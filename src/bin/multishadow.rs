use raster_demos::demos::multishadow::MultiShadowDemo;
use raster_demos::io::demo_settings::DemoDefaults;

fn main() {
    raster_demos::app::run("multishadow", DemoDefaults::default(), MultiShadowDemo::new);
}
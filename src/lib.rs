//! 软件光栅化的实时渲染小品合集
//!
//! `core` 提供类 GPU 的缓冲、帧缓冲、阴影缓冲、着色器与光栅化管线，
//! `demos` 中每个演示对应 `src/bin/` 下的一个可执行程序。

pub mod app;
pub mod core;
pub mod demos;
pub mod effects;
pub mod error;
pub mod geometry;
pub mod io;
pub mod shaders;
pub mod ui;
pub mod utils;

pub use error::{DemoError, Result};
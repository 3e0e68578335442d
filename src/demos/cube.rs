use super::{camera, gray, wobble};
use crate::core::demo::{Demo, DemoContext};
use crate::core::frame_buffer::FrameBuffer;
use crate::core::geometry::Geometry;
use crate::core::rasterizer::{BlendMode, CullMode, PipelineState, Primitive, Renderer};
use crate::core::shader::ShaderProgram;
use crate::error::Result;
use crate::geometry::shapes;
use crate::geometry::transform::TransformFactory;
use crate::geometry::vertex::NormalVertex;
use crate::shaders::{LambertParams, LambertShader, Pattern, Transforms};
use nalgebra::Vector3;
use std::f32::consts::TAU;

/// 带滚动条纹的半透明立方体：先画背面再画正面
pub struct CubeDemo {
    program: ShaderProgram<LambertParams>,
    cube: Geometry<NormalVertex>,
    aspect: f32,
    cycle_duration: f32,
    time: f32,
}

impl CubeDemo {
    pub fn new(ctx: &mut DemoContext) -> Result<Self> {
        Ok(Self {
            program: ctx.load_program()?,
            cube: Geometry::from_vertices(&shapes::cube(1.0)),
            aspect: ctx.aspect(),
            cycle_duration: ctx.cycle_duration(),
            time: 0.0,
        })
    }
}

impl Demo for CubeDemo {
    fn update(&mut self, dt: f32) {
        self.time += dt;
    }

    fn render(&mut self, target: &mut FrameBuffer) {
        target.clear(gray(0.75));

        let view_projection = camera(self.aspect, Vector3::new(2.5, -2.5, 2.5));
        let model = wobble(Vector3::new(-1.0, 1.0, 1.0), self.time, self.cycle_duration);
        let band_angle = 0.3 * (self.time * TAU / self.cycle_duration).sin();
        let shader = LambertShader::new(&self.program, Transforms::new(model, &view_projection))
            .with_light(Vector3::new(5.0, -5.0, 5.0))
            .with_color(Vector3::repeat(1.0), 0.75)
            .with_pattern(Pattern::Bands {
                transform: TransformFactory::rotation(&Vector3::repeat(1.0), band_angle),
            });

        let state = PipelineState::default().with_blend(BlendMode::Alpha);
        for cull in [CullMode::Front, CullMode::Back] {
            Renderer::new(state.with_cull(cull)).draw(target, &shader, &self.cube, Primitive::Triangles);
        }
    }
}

■ ■ ■

WHAT THE EXERCISE ASKS
All that is needed is the material, repeated exactly.

RESULT FOR THIS EXERCISE
filename src/bin/multishadow.rs
use raster_demos::demos::multishadow::MultiShadowDemo;
use raster_demos::io::demo_settings::DemoDefaults;

fn main() {
    raster_demos::app::run("multishadow", DemoDefaults::default(), MultiShadowDemo::new);
}
filename src/lib.rs
//! 软件光栅化的实时渲染小品合集
//!
//! `core` 提供类 GPU 的缓冲、帧缓冲、阴影缓冲、着色器与光栅化管线，
//! `demos` 中每个演示对应 `src/bin/` 下的一个可执行程序。

pub mod app;
pub mod core;
pub mod demos;
pub mod effects;
pub mod error;
pub mod geometry;
pub mod io;
pub mod shaders;
pub mod ui;
pub mod utils;

pub use error::{DemoError, Result};
repository 3e0e68578335442d
filename src/demos/cube.rs
use super::{camera, gray, wobble};
use crate::core::demo::{Demo, DemoContext};
use crate::core::frame_buffer::FrameBuffer;
use crate::core::geometry::Geometry;
use crate::core::rasterizer::{BlendMode, CullMode, PipelineState, Primitive, Renderer};
use crate::core::shader::ShaderProgram;
use crate::error::Result;
use crate::geometry::shapes;
use crate::geometry::transform::TransformFactory;
use crate::geometry::vertex::NormalVertex;
use crate::shaders::{LambertParams, LambertShader, Pattern, Transforms};
use nalgebra::Vector3;
use std::f32::consts::TAU;

/// 带滚动条纹的半透明立方体：先画背面再画正面
pub struct CubeDemo {
    program: ShaderProgram<LambertParams>,
    cube: Geometry<NormalVertex>,
    aspect: f32,
    cycle_duration: f32,
    time: f32,
}

impl CubeDemo {
    pub fn new(ctx: &mut DemoContext) -> Result<Self> {
        Ok(Self {
            program: ctx.load_program()?,
            cube: Geometry::from_vertices(&shapes::cube(1.0)),
            aspect: ctx.aspect(),
            cycle_duration: ctx.cycle_duration(),
            time: 0.0,
        })
    }
}

impl Demo for CubeDemo {
    fn update(&mut self, dt: f32) {
        self.time += dt;
    }

    fn render(&mut self, target: &mut FrameBuffer) {
        target.clear(gray(0.75));

        let view_projection = camera(self.aspect, Vector3::new(2.5, -2.5, 2.5));
        let model = wobble(Vector3::new(-1.0, 1.0, 1.0), self.time, self.cycle_duration);
        let band_angle = 0.3 * (self.time * TAU / self.cycle_duration).sin();
        let shader = LambertShader::new(&self.program, Transforms::new(model, &view_projection))
            .with_light(Vector3::new(5.0, -5.0, 5.0))
            .with_color(Vector3::repeat(1.0), 0.75)
            .with_pattern(Pattern::Bands {
                transform: TransformFactory::rotation(&Vector3::repeat(1.0), band_angle),
            });

        let state = PipelineState::default().with_blend(BlendMode::Alpha);
        for cull in [CullMode::Front, CullMode::Back] {
            Renderer::new(state.with_cull(cull)).draw(target, &shader, &self.cube, Primitive::Triangles);
        }
    }
}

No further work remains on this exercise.